Nix describes herself as an “ethical” findomme, who cares about her finsubs. She says that a huge mistake a lot of women make is learning to be a findomme without learning to be a domme first. The whole basis of financial domination is power exchange. It's not about “women being superior,” it's about men choosing to give up their power to women they see fit to hold it.

When it comes to the actual economics of making a living in findom, there are a number of other factors that come into play. The common misconception is that it’s easy money has led to Twitter becoming saturated with “fake findommes” who are “ruining it” for professionals—and finsubs who are looking for those professionals—according to a number of findommes I spoke with. “Fake findommes on Twitter are just this hoard of desperate women shouting insults into the void and making us all look bad,” says @PrincessXNix, who says it’s hard to come by finsubs on Twitter for this reason.

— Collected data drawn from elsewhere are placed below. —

//! Engine configuration and its mapping from a [`ConfigPort`].
//!
//! INI layout. Every key is optional; the numbers shown are the defaults.
//!
//! ```ini
//! [simulation]
//! initial_capital = 100000
//! start_date = 2024-01-02
//! end_date = 2024-12-31
//! instruments = AAPL,MSFT
//! history_lookback_days = 400
//! strategy = signal
//! rebalance_interval = 20
//! drift_tolerance = 0.02
//!
//! [risk]
//! risk_per_trade = 0.02
//! max_position_size = 0.1
//! diversification = 1.0
//! stop_loss_pct = 0.05
//! take_profit_pct = 0.10
//! commission_rate = 0.001
//! slippage_rate = 0.0
//! allow_shorting = true
//!
//! [indicators]
//! sma_periods = 5,10,20,50,200
//! macd = 12/26/9,5/35/5
//!
//! [sizing]
//! ladder = 0.3:0.5,0.7:1.0,1.2:1.5
//! ```
//!
//! `strategy` is `signal` or `rebalance`; stop-loss and take-profit are
//! fractions and 0 disables them. Run arguments override the dates. There are
//! also `[thresholds]`, `[weights]`, `[fundamental]`, `[sentiment]` and
//! `[technical]` with one key per field of the matching struct (`_points`
//! suffix for technical point values).

use chrono::NaiveDate;
use serde::{Deserialize, Serialize};

use crate::domain::decision::DecisionThresholds;
use crate::domain::error::EquisimError;
use crate::domain::indicator::{IndicatorParams, MacdParams};
use crate::domain::scoring::{
    FactorWeights, FundamentalBands, SentimentParams, TechnicalLevels, TechnicalPoints,
};
use crate::domain::sizing::{SizingParams, StrengthStep};
use crate::domain::strategy::StrategyMode;
use crate::ports::config_port::ConfigPort;

#[derive(Debug, Clone, PartialEq, Serialize, Deserialize)]
pub struct SimulationParams {
    pub initial_capital: f64,
    pub start_date: Option<NaiveDate>,
    pub end_date: Option<NaiveDate>,
    pub instruments: Vec<String>,
    /// Calendar days of history loaded before the start date for warm-up.
    pub history_lookback_days: i64,
    pub strategy: StrategyMode,
}

impl Default for SimulationParams {
    fn default() -> Self {
        SimulationParams {
            initial_capital: 100_000.0,
            start_date: None,
            end_date: None,
            instruments: Vec::new(),
            history_lookback_days: 400,
            strategy: StrategyMode::default(),
        }
    }
}

/// Risk limits and trading costs. All rates are fractions.
#[derive(Debug, Clone, PartialEq, Serialize, Deserialize)]
pub struct RiskParams {
    pub risk_per_trade: f64,
    pub max_position_size: f64,
    pub diversification: f64,
    pub stop_loss_pct: f64,
    pub take_profit_pct: f64,
    pub commission_rate: f64,
    pub slippage_rate: f64,
    pub allow_shorting: bool,
}

impl Default for RiskParams {
    fn default() -> Self {
        RiskParams {
            risk_per_trade: 0.02,
            max_position_size: 0.1,
            diversification: 1.0,
            stop_loss_pct: 0.05,
            take_profit_pct: 0.10,
            commission_rate: 0.001,
            slippage_rate: 0.0,
            allow_shorting: true,
        }
    }
}

#[derive(Debug, Clone, Default, PartialEq, Serialize, Deserialize)]
pub struct EngineConfig {
    pub simulation: SimulationParams,
    pub risk: RiskParams,
    pub thresholds: DecisionThresholds,
    pub weights: FactorWeights,
    pub indicators: IndicatorParams,
    pub sizing: SizingParams,
    pub fundamental: FundamentalBands,
    pub sentiment: SentimentParams,
    pub technical: TechnicalPoints,
    pub technical_levels: TechnicalLevels,
}
//! Trading signal: a discrete action, the aggregate score behind it and the
//! evidence trail that produced the score.

use serde::{Deserialize, Serialize};
use std::fmt;

/// Decision ladder, declared in rank order so `Ord` follows sell -> buy.
#[derive(Debug, Clone, Copy, PartialEq, Eq, PartialOrd, Ord, Hash, Serialize, Deserialize)]
pub enum Action {
    VeryStrongSell,
    StrongSell,
    Sell,
    Hold,
    Buy,
    StrongBuy,
    VeryStrongBuy,
}

impl Action {
    pub fn rank(self) -> i8 {
        self as i8 - 3
    }

    pub fn is_buy(self) -> bool {
        self > Action::Hold
    }

    pub fn is_sell(self) -> bool {
        self < Action::Hold
    }
}

impl fmt::Display for Action {
    fn fmt(&self, f: &mut fmt::Formatter<'_>) -> fmt::Result {
        let name = match self {
            Action::VeryStrongSell => "VERY_STRONG_SELL",
            Action::StrongSell => "STRONG_SELL",
            Action::Sell => "SELL",
            Action::Hold => "HOLD",
            Action::Buy => "BUY",
            Action::StrongBuy => "STRONG_BUY",
            Action::VeryStrongBuy => "VERY_STRONG_BUY",
        };
        f.write_str(name)
    }
}

#[derive(Debug, Clone, Copy, PartialEq, Eq, Hash, Serialize, Deserialize)]
pub enum Factor {
    Technical,
    Fundamental,
    Sentiment,
}

/// One fired scoring rule.
#[derive(Debug, Clone, PartialEq, Serialize, Deserialize)]
pub struct Evidence {
    pub factor: Factor,
    pub tag: String,
    pub contribution: f64,
}

impl Evidence {
    pub fn new(factor: Factor, tag: &str, contribution: f64) -> Self {
        Evidence {
            factor,
            tag: tag.to_string(),
            contribution,
        }
    }
}

#[derive(Debug, Clone, PartialEq, Serialize, Deserialize)]
pub struct Signal {
    pub instrument: String,
    pub action: Action,
    /// Weighted aggregate of the three sub-scores.
    pub score: f64,
    pub technical: f64,
    pub fundamental: f64,
    pub sentiment: f64,
    /// In firing order: technical, then fundamental, then sentiment.
    pub evidence: Vec<Evidence>,
    /// Some indicator was computed on a clipped window.
    pub reduced_confidence: bool,
}

impl Signal {
    pub fn strength(&self) -> f64 {
        self.score.abs()
    }

    pub fn has_tag(&self, tag: &str) -> bool {
        self.evidence.iter().any(|e| e.tag == tag)
    }
}
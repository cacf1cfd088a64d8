//! Domain error types.

use chrono::NaiveDate;

/// Top-level error type for equisim.
///
/// Only configuration problems, invalid pre-fetched prices, cancellation and
/// I/O failures reach the caller. Missing data during a run is recovered by the
/// simulator and recorded as a [`Diagnostic`](crate::domain::diagnostics::Diagnostic).
#[derive(Debug, thiserror::Error)]
pub enum EquisimError {
    #[error("invalid configuration {key}: {reason}")]
    InvalidConfiguration { key: String, reason: String },

    #[error("config parse error in {file}: {reason}")]
    ConfigParse { file: String, reason: String },

    #[error("missing config key [{section}] {key}")]
    ConfigMissing { section: String, key: String },

    #[error("invalid price {price} for {instrument} on {date}")]
    InvalidPrice {
        instrument: String,
        date: NaiveDate,
        price: f64,
    },

    #[error("data unavailable for {instrument}: {reason}")]
    DataUnavailable { instrument: String, reason: String },

    #[error("simulation cancelled at {date}")]
    Cancelled { date: NaiveDate },

    #[error(transparent)]
    Csv(#[from] csv::Error),

    #[error(transparent)]
    Json(#[from] serde_json::Error),

    #[error(transparent)]
    Io(#[from] std::io::Error),
}

impl EquisimError {
    pub fn invalid_config(key: &str, reason: impl Into<String>) -> Self {
        EquisimError::InvalidConfiguration {
            key: key.to_string(),
            reason: reason.into(),
        }
    }
}

impl From<&EquisimError> for std::process::ExitCode {
    fn from(err: &EquisimError) -> Self {
        let code: u8 = match err {
            EquisimError::Io(_) | EquisimError::Json(_) => 1,
            EquisimError::InvalidConfiguration { .. }
            | EquisimError::ConfigParse { .. }
            | EquisimError::ConfigMissing { .. } => 2,
            EquisimError::Csv(_) => 3,
            EquisimError::InvalidPrice { .. } | EquisimError::DataUnavailable { .. } => 5,
            EquisimError::Cancelled { .. } => 6,
        };
        std::process::ExitCode::from(code)
    }
}
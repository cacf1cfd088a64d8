//! Performance aggregation over the per-period trace.

use serde::{Deserialize, Serialize};

use super::position::ClosedTrade;
use super::result::PeriodSummary;

#[derive(Debug, Clone, PartialEq, Default, Serialize, Deserialize)]
pub struct PerformanceMetrics {
    pub total_pnl: f64,
    /// Total P&L as a fraction of the initial capital.
    pub total_return: f64,
    /// Fraction of periods with a positive return.
    pub period_win_rate: f64,
    pub best_period_return: f64,
    pub worst_period_return: f64,
    /// Mean over population stdev of period returns, not annualised.
    pub sharpe_ratio: f64,
    pub max_drawdown: f64,
    pub max_drawdown_duration: usize,
    pub trades_won: usize,
    pub trades_lost: usize,
    pub trades_breakeven: usize,
    pub trade_win_rate: f64,
    /// Gross wins over gross losses; `None` when nothing was lost.
    pub profit_factor: Option<f64>,
    pub avg_win: f64,
    pub avg_loss: f64,
    pub largest_win: f64,
    pub largest_loss: f64,
    pub avg_holding_periods: f64,
}

impl PerformanceMetrics {
    pub fn compute(
        initial_capital: f64,
        periods: &[PeriodSummary],
        trades: &[ClosedTrade],
    ) -> Self {
        let final_equity = periods.last().map_or(initial_capital, |p| p.equity);
        let total_pnl = final_equity - initial_capital;
        let total_return = if initial_capital > 0.0 {
            total_pnl / initial_capital
        } else {
            0.0
        };

        let returns: Vec<f64> = periods.iter().map(|p| p.period_return).collect();
        let period_win_rate = if returns.is_empty() {
            0.0
        } else {
            returns.iter().filter(|&&r| r > 0.0).count() as f64 / returns.len() as f64
        };
        let best_period_return = returns.iter().copied().reduce(f64::max).unwrap_or(0.0);
        let worst_period_return = returns.iter().copied().reduce(f64::min).unwrap_or(0.0);

        let equity: Vec<f64> = periods.iter().map(|p| p.equity).collect();
        let (max_drawdown, max_drawdown_duration) = compute_drawdown(initial_capital, &equity);

        let mut metrics = PerformanceMetrics {
            total_pnl,
            total_return,
            period_win_rate,
            best_period_return,
            worst_period_return,
            sharpe_ratio: compute_sharpe(&returns),
            max_drawdown,
            max_drawdown_duration,
            ..PerformanceMetrics::default()
        };
        metrics.add_trade_stats(trades);
        metrics
    }

    fn add_trade_stats(&mut self, trades: &[ClosedTrade]) {
        let mut total_wins = 0.0_f64;
        let mut total_losses = 0.0_f64;
        let mut total_holding = 0usize;

        for trade in trades {
            let pnl = trade.pnl;
            if pnl > 0.0 {
                self.trades_won += 1;
                total_wins += pnl;
                self.largest_win = self.largest_win.max(pnl);
            } else if pnl < 0.0 {
                self.trades_lost += 1;
                total_losses += pnl.abs();
                self.largest_loss = self.largest_loss.max(pnl.abs());
            } else {
                self.trades_breakeven += 1;
            }
            total_holding += trade.holding_periods;
        }

        let total_trades = trades.len();
        if total_trades > 0 {
            self.trade_win_rate = self.trades_won as f64 / total_trades as f64;
            self.avg_holding_periods = total_holding as f64 / total_trades as f64;
        }
        self.profit_factor = if total_losses > 0.0 {
            Some(total_wins / total_losses)
        } else if total_wins > 0.0 {
            None
        } else {
            Some(0.0)
        };
        if self.trades_won > 0 {
            self.avg_win = total_wins / self.trades_won as f64;
        }
        if self.trades_lost > 0 {
            self.avg_loss = total_losses / self.trades_lost as f64;
        }
    }
}

/// Largest peak-to-trough decline as a fraction of the peak, and the longest
/// run of periods spent below a peak. The initial capital is the first peak.
pub fn compute_drawdown(initial_capital: f64, equity: &[f64]) -> (f64, usize) {
    let mut peak = initial_capital;
    let mut max_dd = 0.0_f64;
    let mut max_duration = 0usize;
    let mut current_duration = 0usize;

    for &value in equity {
        if value >= peak {
            peak = value;
            current_duration = 0;
        } else if peak > 0.0 {
            max_dd = max_dd.max((peak - value) / peak);
            current_duration += 1;
            max_duration = max_duration.max(current_duration);
        }
    }

    (max_dd, max_duration)
}

pub fn compute_sharpe(returns: &[f64]) -> f64 {
    if returns.is_empty() {
        return 0.0;
    }
    let n = returns.len() as f64;
    let mean = returns.iter().sum::<f64>() / n;
    let variance = returns.iter().map(|r| (r - mean).powi(2)).sum::<f64>() / n;
    let stddev = variance.sqrt();
    if stddev > 0.0 { mean / stddev } else { 0.0 }
}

Once I made a Twitter account and started posting, I quickly learned that findom was going to be a lot more work than I had anticipated. While I managed to make a little money here and there, I also got scammed by a man who told me he wanted me to “rinse him,” and after an entire shopping session over Skype, his credit card was later declined.

Nix says that money in this profession is unpredictable. She makes $80 [$62 USD] on a slow month (not including gifts)—however, the other day she made $150 [$116 USD] alone. But other findommes have a more regular income. @CCCcherishme, who’s newer to findom on Twitter already makes $4,000 [$3,100 USD] a month from domination-related jobs offline. And while Chrissie won’t say how much she makes doing findom, she says when it comes to this fetish, “the sky is the limit.” We can assume, though, that it’s somewhere around what @GreedyFinDom makes. With over 3k followers on Twitter, she says, “generally I don’t go below 10k a month.”

While anyone can do findom, it takes real work, understanding, and dedication to make a dent in your income. @CCCcherishme says, “before even dipping your toes into the kink world—findom in particular—research fetishes, personality types, and role play (one of the single biggest aspects of findom).” She puts an emphasis on findom as fantasy, and that the idea isn’t to actually destroy a person, their family, or their job.

This is why Nix recommends that women don’t go into the industry when they’re broke and desperate. If a domme needs the money a sub is paying her, she doesn’t hold the power and that dynamic is doomed from the get-go.

“Findom isn’t a quick fix for cash,” says Chrissie.“ Instead, it’s a beautiful, well-thought-out art, complete mental manipulation, and control without the sub even realizing you’re doing it.”